Originally comprising Lydon, former Clash
guitarist Keith Levene and bassist Jah Wobble, PiL had a churn rate of
band members that would make even The Fall's Mark E Smith envious. This
time around, the line-up features late 1980s PiL veterans, guitarist Lu
Edmonds and drummer Bruce Smith, plus new arrival,
multi-instrumentalist Scott Firth.
"This is the best gel of
personalities for the music," explains Lydon. "Out of all the people I
have worked with, Lu and Bruce are closest to the work we will be
doing. They can play the full gamut of PiL, whereas some other members
of PiL, who might be closer to me as a friend, really wouldn't be able
to catch up with the newer or stranger stuff."
Lydon's plan is
that this series of pre-Christmas gigs, a run that has been largely
bankrolled by his infamous butter ads, will lay the groundwork and
provide the funds necessary for a full PiL tour and, hopefully, new
recordings in 2010.
Having dabbled in multiple side projects
and reformed the Sex Pistols twice, Lydon has never been quiet for
long, but he sees PiL as the defining statement of what he is about.

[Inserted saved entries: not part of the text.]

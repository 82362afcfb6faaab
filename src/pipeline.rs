//! Sequential job runner.
//!
//! Every job reads one raw file, extracts normalized rows and writes one
//! artifact. Jobs are independent: a missing input or a failure is recorded
//! in the job's report and the run moves on to the next job.

use anyhow::{Context, Result};
use serde::Serialize;
use std::fmt;
use std::fs;
use tracing::{error, info, warn};

use crate::analyzers::analyzer::{AggregationJob, JobOutcome};
use crate::analyzers::daily::{DailyColumns, read_daily, roll_up};
use crate::analyzers::types::ResponseTimes;
use crate::config::{FLOOR, PipelineConfig, artifacts};
use crate::extract::date_keyed::{self, DateKeyedLayout};
use crate::extract::named::{self, PriceColumns};
use crate::extract::pivoted::{self, PivotLayout};
use crate::extract::positional::{FieldLayout, extract_annual, extract_monthly};
use crate::extract::read_first_sheet;
use crate::output::write_json;
use crate::records::{
    AddressMonth, CrimeMonth, IncidentMonth, IncomeYear, MonthlyCount, PopulationYear, PriceMonth,
    RateMonth,
};

/// Population is published in thousands.
const POPULATION_SCALE: f64 = 1000.0;

#[derive(Debug, Clone, Copy, PartialEq, Eq)]
pub enum Job {
    Murders,
    Crimes,
    Addresses,
    Unemployment,
    HomePrices,
    HouseholdIncome,
    Population,
    ResponseTimes,
}

impl Job {
    /// Every job, in run order.
    pub const ALL: [Job; 8] = [
        Job::Murders,
        Job::Crimes,
        Job::Addresses,
        Job::Unemployment,
        Job::HomePrices,
        Job::HouseholdIncome,
        Job::Population,
        Job::ResponseTimes,
    ];

    pub fn name(&self) -> &'static str {
        match self {
            Job::Murders => "murders",
            Job::Crimes => "crimes",
            Job::Addresses => "addresses",
            Job::Unemployment => "unemployment",
            Job::HomePrices => "home-prices",
            Job::HouseholdIncome => "household-income",
            Job::Population => "population",
            Job::ResponseTimes => "response-times",
        }
    }

    pub fn artifact(&self) -> &'static str {
        match self {
            Job::Murders => artifacts::MURDERS,
            Job::Crimes => artifacts::CRIMES,
            Job::Addresses => artifacts::ADDRESSES,
            Job::Unemployment => artifacts::UNEMPLOYMENT,
            Job::HomePrices => artifacts::HOME_PRICES,
            Job::HouseholdIncome => artifacts::HOUSEHOLD_INCOME,
            Job::Population => artifacts::POPULATION,
            Job::ResponseTimes => artifacts::RESPONSE_TIMES,
        }
    }
}

#[derive(Debug, Clone, PartialEq, Eq)]
pub enum JobStatus {
    /// The artifact was written with this many top-level records.
    Written { records: usize },
    /// The raw input is absent; no artifact was written.
    MissingInput,
    /// The artifact exists and is computed at most once.
    SkippedExisting,
    /// The job failed; no artifact was written.
    Failed { reason: String },
    /// Aggregation failed and an empty bundle was written in its place.
    Placeholder { reason: String },
}

impl fmt::Display for JobStatus {
    fn fmt(&self, f: &mut fmt::Formatter<'_>) -> fmt::Result {
        match self {
            JobStatus::Written { records } => write!(f, "written ({records} records)"),
            JobStatus::MissingInput => write!(f, "input not found"),
            JobStatus::SkippedExisting => write!(f, "already exists, skipped"),
            JobStatus::Failed { reason } => write!(f, "failed: {reason}"),
            JobStatus::Placeholder { reason } => write!(f, "placeholder written: {reason}"),
        }
    }
}

#[derive(Debug, Clone, PartialEq, Eq)]
pub struct JobReport {
    pub job: Job,
    pub status: JobStatus,
}

pub struct Pipeline {
    config: PipelineConfig,
}

impl Pipeline {
    pub fn new(config: PipelineConfig) -> Self {
        Self { config }
    }

    /// Runs every job in order and logs a summary line per job.
    pub fn run(&self) -> Vec<JobReport> {
        info!(
            root = %self.config.root_dir.display(),
            data_dir = %self.config.data_dir.display(),
            "Converting data files"
        );

        let reports: Vec<JobReport> = Job::ALL
            .iter()
            .map(|&job| JobReport {
                job,
                status: self.run_job(job),
            })
            .collect();

        for report in &reports {
            info!(job = report.job.name(), status = %report.status, "Job finished");
        }
        info!(jobs = reports.len(), "Data conversion complete");
        reports
    }

    #[tracing::instrument(skip(self, job), fields(job = job.name()))]
    pub fn run_job(&self, job: Job) -> JobStatus {
        let sources = &self.config.sources;
        match job {
            Job::Murders => self.incidents::<IncidentMonth>(job, &sources.murders, "Murders"),
            Job::Crimes => self.incidents::<CrimeMonth>(job, &sources.crimes, "Crimes"),
            Job::Addresses => self.emit_series(job, &sources.addresses, |bytes| {
                let sheet = read_first_sheet(bytes)?;
                Ok(pivoted::extract(&sheet, &PivotLayout::default(), FLOOR)
                    .into_iter()
                    .map(AddressMonth::from)
                    .collect::<Vec<_>>())
            }),
            Job::Unemployment => self.emit_series(job, &sources.unemployment, |bytes| {
                let rows = extract_monthly(bytes, &FieldLayout::default(), FLOOR)?;
                Ok(rows.into_iter().map(RateMonth::from).collect::<Vec<_>>())
            }),
            Job::HomePrices => self.emit_series(job, &sources.home_prices, |bytes| {
                let rows = named::extract(bytes, &PriceColumns::default(), FLOOR)?;
                Ok(rows.into_iter().map(PriceMonth::from).collect::<Vec<_>>())
            }),
            Job::HouseholdIncome => self.emit_series(job, &sources.household_income, |bytes| {
                let rows = extract_annual(bytes, &FieldLayout::default(), FLOOR)?;
                Ok(rows.into_iter().map(IncomeYear::from).collect::<Vec<_>>())
            }),
            Job::Population => self.emit_series(job, &sources.population, |bytes| {
                let rows = extract_annual(bytes, &FieldLayout::scaled(POPULATION_SCALE), FLOOR)?;
                Ok(rows.into_iter().map(PopulationYear::from).collect::<Vec<_>>())
            }),
            Job::ResponseTimes => self.response_times(),
        }
    }

    fn incidents<R>(&self, job: Job, source: &str, value_column: &str) -> JobStatus
    where
        R: Serialize + From<MonthlyCount>,
    {
        let layout = DateKeyedLayout::new("Month", value_column);
        self.emit_series(job, source, |bytes| {
            let sheet = read_first_sheet(bytes)?;
            Ok(date_keyed::extract(&sheet, &layout, FLOOR)
                .into_iter()
                .map(R::from)
                .collect::<Vec<_>>())
        })
    }

    fn emit_series<T: Serialize>(
        &self,
        job: Job,
        source: &str,
        build: impl FnOnce(&[u8]) -> Result<Vec<T>>,
    ) -> JobStatus {
        self.emit(job, source, |bytes| {
            let rows = build(bytes)?;
            let count = rows.len();
            Ok((rows, count))
        })
    }

    /// Reads `source`, builds the artifact and writes it. `build` returns the
    /// artifact together with its record count.
    fn emit<T: Serialize>(
        &self,
        job: Job,
        source: &str,
        build: impl FnOnce(&[u8]) -> Result<(T, usize)>,
    ) -> JobStatus {
        let input = self.config.source_path(source);
        if !input.exists() {
            warn!(path = %input.display(), "Source file not found");
            return JobStatus::MissingInput;
        }

        let output = self.config.artifact_path(job.artifact());
        let result = fs::read(&input)
            .with_context(|| format!("failed to read {}", input.display()))
            .and_then(|bytes| build(&bytes))
            .and_then(|(artifact, records)| {
                write_json(&output, &artifact)?;
                Ok(records)
            });

        match result {
            Ok(records) => {
                info!(records, path = %output.display(), "Processed {} records", records);
                JobStatus::Written { records }
            }
            Err(err) => {
                error!(path = %input.display(), error = %format!("{err:#}"), "Job failed");
                JobStatus::Failed {
                    reason: format!("{err:#}"),
                }
            }
        }
    }

    /// Call records when present, otherwise the daily roll-up.
    fn response_times(&self) -> JobStatus {
        let sources = &self.config.sources;
        let output = self.config.artifact_path(artifacts::RESPONSE_TIMES);
        let aggregation =
            AggregationJob::new(self.config.source_path(&sources.call_records), &output, FLOOR);

        match aggregation.run() {
            JobOutcome::Written { months, calls } => {
                info!(months, calls, path = %output.display(), "Response times aggregated");
                JobStatus::Written { records: months }
            }
            JobOutcome::SkippedExisting => JobStatus::SkippedExisting,
            JobOutcome::Failed { error } => {
                let reason = format!("{error:#}");
                match write_json(&output, &ResponseTimes::placeholder()) {
                    Ok(()) => {
                        warn!(path = %output.display(), "Wrote placeholder response times");
                        JobStatus::Placeholder { reason }
                    }
                    Err(err) => {
                        error!(error = %format!("{err:#}"), "Failed to write placeholder");
                        JobStatus::Failed { reason }
                    }
                }
            }
            JobOutcome::MissingInput => {
                info!("Call records not found, trying daily response file");
                self.emit(Job::ResponseTimes, &sources.daily_response, |bytes| {
                    let rows = read_daily(bytes, &DailyColumns::default(), FLOOR)?;
                    let bundle = roll_up(&rows);
                    let months = bundle.monthly.len();
                    Ok((bundle, months))
                })
            }
        }
    }
}

#[cfg(test)]
mod tests {
    use super::*;

    #[test]
    fn test_job_table() {
        assert_eq!(Job::ALL.len(), 8);
        assert_eq!(Job::HomePrices.artifact(), "home-prices.json");
        assert_eq!(Job::ResponseTimes.name(), "response-times");
        assert_eq!(Job::ALL.last(), Some(&Job::ResponseTimes));
    }

    #[test]
    fn test_status_display() {
        assert_eq!(
            JobStatus::Written { records: 3 }.to_string(),
            "written (3 records)"
        );
        assert_eq!(JobStatus::MissingInput.to_string(), "input not found");
    }

    #[test]
    fn test_missing_inputs_are_not_fatal() {
        let dir = tempfile::tempdir().unwrap();
        let pipeline = Pipeline::new(PipelineConfig::new(dir.path(), "out"));

        let reports = pipeline.run();

        assert_eq!(reports.len(), Job::ALL.len());
        assert!(reports.iter().all(|r| r.status == JobStatus::MissingInput));
        assert!(!dir.path().join("out").exists());
    }

    #[test]
    fn test_unreadable_workbook_fails_only_its_job() {
        let dir = tempfile::tempdir().unwrap();
        fs::write(dir.path().join("NOLA Murders by Month.xlsx"), b"not a workbook").unwrap();
        fs::write(dir.path().join("unemployment rate.csv"), "DATE,RATE\n2016-01-01,5.0\n").unwrap();
        let pipeline = Pipeline::new(PipelineConfig::new(dir.path(), "out"));

        assert!(matches!(
            pipeline.run_job(Job::Murders),
            JobStatus::Failed { .. }
        ));
        assert_eq!(
            pipeline.run_job(Job::Unemployment),
            JobStatus::Written { records: 1 }
        );
        assert!(!dir.path().join("out/murders.json").exists());
    }
}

Actually, I'm paraphrasing, he calls it the "dog's bollocks".
"The
Pistols is an absolutely brilliant band and we said a lot of things
that needed to be said," considers Lydon. "PiL is a more in-depth
approach. It's self-investigation, feelings and emotions. I love books,
and all the best ones are people analysing their own emotions. You can
learn from that."
His real-life experiences and those of other
people are usually at the root of a PiL song rather than them deriving
from an imaginary boy meets girl scenario. Lydon doesn't do froth in
his songs. He wants raw emotions, as in Death Disco, a track which
stems from his mother's death.
"That song can flood my head with
all kinds of sad emotions or images, but that's kind of why I wrote it.
Because we play it differently every time, it always affects me in a
different way. It's as though it is coming in another side of my head.
"Everyone
has loss in their lives at some point. How do you deal with that? I
think songs like Death Disco are much more relevant than a stupid pop
love song. Although I have always been drawn to literature, oddly
enough, for me, I have always found music to be the clearer way of
communicating. Words cannot express quite a lot of feelings, whereas a
noise or tone or drone or sound, an accordion falling down a staircase,
can somehow capture an emotion much better. If you can sort out why you
feel the way you do then you might be in better shape to meet your
maker."
Possibly foolishly, I ask Lydon if he thinks there is a maker to meet.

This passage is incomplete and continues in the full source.